The foundations of a healthy diet
How to assess claims about food related research in the news
Some of the issues around food production and health
Hide Course Syllabus
Week 1: Introduction
This introductory week covers topics such as the link between food and health, historical views of food, functional foods, food movements, and the history of the natural food business. Think of this week as a taste of what is to come in Food for Thought.
Week 2: Micronutrients – Vitamins
This week takes a comprehensive look at vitamins. Topics to be discussed include deficiency diseases, recommended daily allowances and food sources for vitamins as well as the use of high doses of individual vitamins to treat diseases.
Week 3: Micronutrients – Minerals
Following an introduction/review of the periodic table and chemical form of minerals, you will be presented a selection of minerals that are important in the human diet with a key focus on calcium and osteoporosis.
Week 4: Macronutrients
How does the body breakdown carbohydrates? What are the different types of fats? Why are some amino acids essential? These questions will be answered this week. Plus, there is a lesson devoted to the topic of sugar and the issues surrounding high fructose corn syrup.
Week 5: Agriculture
This week you will learn how farming has changed from the discovery of the key ingredients for fertilizer in the 1800’s to the introduction of genetically modified crops in the 1990’s.
Week 6: Food Additives
What chemicals are added to preserve food and extend its shelf life? What ingredients are added to enhance the taste and look of food? This week you will explore the world of food additives. You will also have an opportunity to look at the evolution of sugar substitutes from saccharin to stevia.

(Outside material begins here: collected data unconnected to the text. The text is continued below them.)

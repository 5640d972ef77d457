//! Fixed-capacity, single producer & many consumer (SPMC) ring of events with independent cursor
//! readers. The producer never waits for readers; a reader that falls behind simply loses access to
//! the positions that have since been overwritten.
//!
//! Every write is assigned an absolute `u64` position starting at `0`. A position is readable once
//! it has been written, is no longer the most recent (staged) write and has not been evicted by a
//! later write reusing its slot. With `written` writes and capacity `C` the readable window is
//! `written.saturating_sub(C)..=written - 2`.
//!
//! ## Examples
//! Create `Ring`, publish events and replay them with a `RingReader`.
//! ```
//! use eventring::{Ring, RingReader};
//! use std::sync::Arc;
//!
//! let ring = Arc::new(Ring::new(4));
//! for ts in 0..4u64 {
//!     ring.write(ts);
//! }
//!
//! // walk history backward
//! let mut reader = RingReader::new(ring.clone(), 2);
//! assert_eq!(Some(2), reader.previous());
//! assert_eq!(Some(1), reader.previous());
//!
//! // drain forward, the latest write (3) is still staged
//! let mut reader = RingReader::new(ring, 2);
//! assert_eq!(Some(2), reader.next());
//! assert_eq!(None, reader.next());
//! ```
//! Use `next_follow` to wait for new events, bounded by a cancellation future.
//! ```no_run
//! use eventring::{Ring, RingReader};
//! use std::sync::Arc;
//! use std::time::Duration;
//!
//! #[tokio::main]
//! async fn main() {
//!     let ring = Arc::new(Ring::new(1024));
//!     let mut reader = RingReader::from_newest(ring.clone());
//!
//!     let writer = std::thread::spawn(move || {
//!         for ts in 0..10u64 {
//!             ring.write(ts);
//!         }
//!     });
//!
//!     while let Some(ts) = reader.next_follow(tokio::time::sleep(Duration::from_millis(100))).await {
//!         println!("{ts}");
//!     }
//!     writer.join().unwrap();
//! }
//! ```

pub mod error;
pub mod reader;

use crossbeam_utils::CachePadded;
use parking_lot::{Mutex, RwLock};
use std::fmt;
use std::mem;
use std::sync::Arc;
use std::sync::atomic::{AtomicU64, Ordering};
use tokio::sync::Notify;
use tokio::sync::futures::Notified;
use tracing::debug;

// re-export
pub use error::{Error, Result};
pub use reader::RingReader;

/// Result of reading a single position.
#[derive(Debug, Clone, Eq, PartialEq)]
pub enum Outcome<T> {
    /// Event stored at the requested position.
    Value(T),
    /// Position has not been written yet, or it holds the staged (most recent) write.
    NotYetAvailable,
    /// Position has been overwritten by a later write.
    Evicted,
    /// Follow wait was cancelled before the position became readable.
    Cancelled,
}

impl<T> Outcome<T> {
    /// Convert into the event, collapsing every miss into `None`.
    #[inline]
    pub fn into_value(self) -> Option<T> {
        match self {
            Outcome::Value(event) => Some(event),
            _ => None,
        }
    }

    /// Borrow the event if present.
    #[inline]
    pub const fn value(&self) -> Option<&T> {
        match self {
            Outcome::Value(event) => Some(event),
            _ => None,
        }
    }

    #[inline]
    pub const fn is_value(&self) -> bool {
        matches!(self, Outcome::Value(_))
    }
}

/// Where a position sits relative to the readable window.
#[derive(Debug, Clone, Copy, Eq, PartialEq)]
enum Visibility {
    Visible,
    Pending,
    Evicted,
}

/// Classify `position` given the number of writes so far and the ring capacity. Comparisons are
/// guarded so that no arithmetic can underflow.
#[inline]
const fn classify(position: u64, written: u64, capacity: u64) -> Visibility {
    // the newest write stays staged until the next one lands
    if written < 2 || position > written - 2 {
        Visibility::Pending
    } else if position < written.saturating_sub(capacity) {
        Visibility::Evicted
    } else {
        Visibility::Visible
    }
}

/// Slot content, tagged with the position it was written at.
struct Entry<T> {
    position: u64,
    event: T,
}

/// Fixed-capacity ring of events. Writes never block on readers and readers never block each
/// other; only `RingReader::next_follow` suspends, waiting for the next write.
///
/// Since the most recent write is always staged, a ring of capacity `C` exposes at most `C - 1`
/// events at any time.
pub struct Ring<T> {
    written: CachePadded<AtomicU64>, // will always increase
    slots: Box<[RwLock<Option<Entry<T>>>]>,
    write_lock: Mutex<()>, // serialises producers
    notify: Notify,        // broadcast after every write
}

impl<T> fmt::Debug for Ring<T> {
    fn fmt(&self, f: &mut fmt::Formatter<'_>) -> fmt::Result {
        f.debug_struct("Ring")
            .field("capacity", &self.capacity())
            .field("written", &self.written())
            .finish()
    }
}

impl<T: Clone> Ring<T> {
    /// Create new `Ring` able to hold `capacity` events.
    ///
    /// ## Panics
    /// When `capacity` is zero.
    pub fn new(capacity: usize) -> Self {
        assert!(capacity >= 1, "capacity must be at least 1");
        Self::with_capacity(capacity)
    }

    /// Create new `Ring` able to hold `capacity` events, returning error if `capacity` is zero.
    pub fn try_new(capacity: usize) -> Result<Self> {
        if capacity < 1 {
            return Err(error::invalid_capacity(capacity));
        }
        Ok(Self::with_capacity(capacity))
    }

    fn with_capacity(capacity: usize) -> Self {
        debug!(capacity, "creating event ring");
        Self {
            written: CachePadded::new(AtomicU64::new(0)),
            slots: (0..capacity).map(|_| RwLock::new(None)).collect(),
            write_lock: Mutex::new(()),
            notify: Notify::new(),
        }
    }

    /// Construct `RingReader` over this ring with initial position set to `start`.
    #[inline]
    pub fn reader(self: &Arc<Self>, start: u64) -> RingReader<T> {
        RingReader::new(self.clone(), start)
    }

    /// Publish `event` at the next position and wake every follower. This operation never blocks
    /// on readers and always succeeds. Concurrent producers are serialised.
    pub fn write(&self, event: T) {
        let evicted = {
            let _guard = self.write_lock.lock();
            let position = self.written.load(Ordering::Relaxed);
            let evicted = mem::replace(&mut *self.slots[self.index(position)].write(), Some(Entry { position, event }));
            // signal updated write position
            self.written.store(position + 1, Ordering::SeqCst);
            evicted
        };
        self.notify.notify_waiters();
        // release the overwritten event outside of the lock
        drop(evicted);
    }

    /// Read the event at `position` if it is within the readable window.
    #[inline]
    pub fn read(&self, position: u64) -> Option<T> {
        self.lookup(position).into_value()
    }

    /// Read the event at `position`, reporting why it is absent. Safe to call concurrently with
    /// `write` and other reads.
    pub fn lookup(&self, position: u64) -> Outcome<T> {
        let written = self.written.load(Ordering::SeqCst);
        match classify(position, written, self.capacity() as u64) {
            Visibility::Pending => Outcome::NotYetAvailable,
            Visibility::Evicted => Outcome::Evicted,
            Visibility::Visible => match &*self.slots[self.index(position)].read() {
                Some(entry) if entry.position == position => Outcome::Value(entry.event.clone()),
                // lapped by the producer since the window was sampled
                _ => Outcome::Evicted,
            },
        }
    }
}

impl<T> Ring<T> {
    /// Number of slots.
    #[inline]
    pub fn capacity(&self) -> usize {
        self.slots.len()
    }

    /// Total number of writes so far, which is also the position the next write will get.
    #[inline]
    pub fn written(&self) -> u64 {
        self.written.load(Ordering::SeqCst)
    }

    /// Check if `position` is currently readable.
    #[inline]
    pub fn is_visible(&self, position: u64) -> bool {
        classify(position, self.written(), self.capacity() as u64) == Visibility::Visible
    }

    /// Most recent readable position.
    pub fn newest_visible(&self) -> Option<u64> {
        self.window().map(|(_, newest)| newest)
    }

    /// Oldest readable position.
    pub fn oldest_visible(&self) -> Option<u64> {
        self.window().map(|(oldest, _)| oldest)
    }

    /// Number of readable events.
    pub fn len(&self) -> usize {
        self.window().map_or(0, |(oldest, newest)| (newest - oldest + 1) as usize)
    }

    #[inline]
    pub fn is_empty(&self) -> bool {
        self.len() == 0
    }

    /// Inclusive bounds of the readable window taken from a single counter snapshot.
    fn window(&self) -> Option<(u64, u64)> {
        let written = self.written();
        if written < 2 {
            return None;
        }
        let newest = written - 2;
        let oldest = written.saturating_sub(self.capacity() as u64);
        (oldest <= newest).then_some((oldest, newest))
    }

    /// Slot index for `position`.
    #[inline]
    fn index(&self, position: u64) -> usize {
        (position % self.slots.len() as u64) as usize
    }

    /// Register interest in the next write. Any write that completes after this call wakes the
    /// returned future, even if it has not been polled yet.
    #[inline]
    pub(crate) fn changed(&self) -> Notified<'_> {
        self.notify.notified()
    }
}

Week 7: Adverse Food Reactions
This week deals with the subject of adverse food reactions touching on topics such as different types of toxins, body chemistry issues such as food allergies and microbial contamination that results in food poisoning.
Week 8: Weight Control
This week focuses on the science and non-science behind weight control, especially as it relates to the developed countries where obesity is rapidly becoming an epidemic, along with diseases like diabetes and heart disease.
Week 9: Diet & Disease
This week you will learn about the risk factors for cancer and heart disease, as well as how diet and lifestyle play a key role in their development and prevention. The course wraps up with a look at the science and “non-science” of eating nutritious food.